WORK INSTRUCTION.
All entries below are to be duplicated verbatim.
--- --- ---
//! Bollinger Bands indicator

use crate::common::math;
use crate::models::{BollingerBandsIndicator, Candle};

/// Calculate Bollinger Bands
///
/// Middle Band = SMA(period)
/// Upper Band = Middle + (std_dev * standard deviation)
/// Lower Band = Middle - (std_dev * standard deviation)
pub fn calculate_bollinger_bands(
    candles: &[Candle],
    period: u32,
    std_dev: f64,
) -> Option<BollingerBandsIndicator> {
    if candles.len() < period as usize {
        return None;
    }

    let closes: Vec<f64> = candles.iter().map(|c| c.close).collect();
    let middle = math::sma(&closes, period as usize)?;
    let std = math::standard_deviation(&closes, period as usize)?;

    Some(BollingerBandsIndicator {
        upper: middle + (std_dev * std),
        middle,
        lower: middle - (std_dev * std),
    })
}

/// Calculate Bollinger Bands with default parameters (20 SMA, 2σ)
pub fn calculate_bollinger_bands_default(candles: &[Candle]) -> Option<BollingerBandsIndicator> {
    calculate_bollinger_bands(candles, 20, 2.0)
}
--- --- ---
RESPONSE BOX.
//! Bollinger Bands indicator

use crate::common::math;
use crate::models::{BollingerBandsIndicator, Candle};

/// Calculate Bollinger Bands
///
/// Middle Band = SMA(period)
/// Upper Band = Middle + (std_dev * standard deviation)
/// Lower Band = Middle - (std_dev * standard deviation)
pub fn calculate_bollinger_bands(
    candles: &[Candle],
    period: u32,
    std_dev: f64,
) -> Option<BollingerBandsIndicator> {
    if candles.len() < period as usize {
        return None;
    }

    let closes: Vec<f64> = candles.iter().map(|c| c.close).collect();
    let middle = math::sma(&closes, period as usize)?;
    let std = math::standard_deviation(&closes, period as usize)?;

    Some(BollingerBandsIndicator {
        upper: middle + (std_dev * std),
        middle,
        lower: middle - (std_dev * std),
    })
}

/// Calculate Bollinger Bands with default parameters (20 SMA, 2σ)
pub fn calculate_bollinger_bands_default(candles: &[Candle]) -> Option<BollingerBandsIndicator> {
    calculate_bollinger_bands(candles, 20, 2.0)
}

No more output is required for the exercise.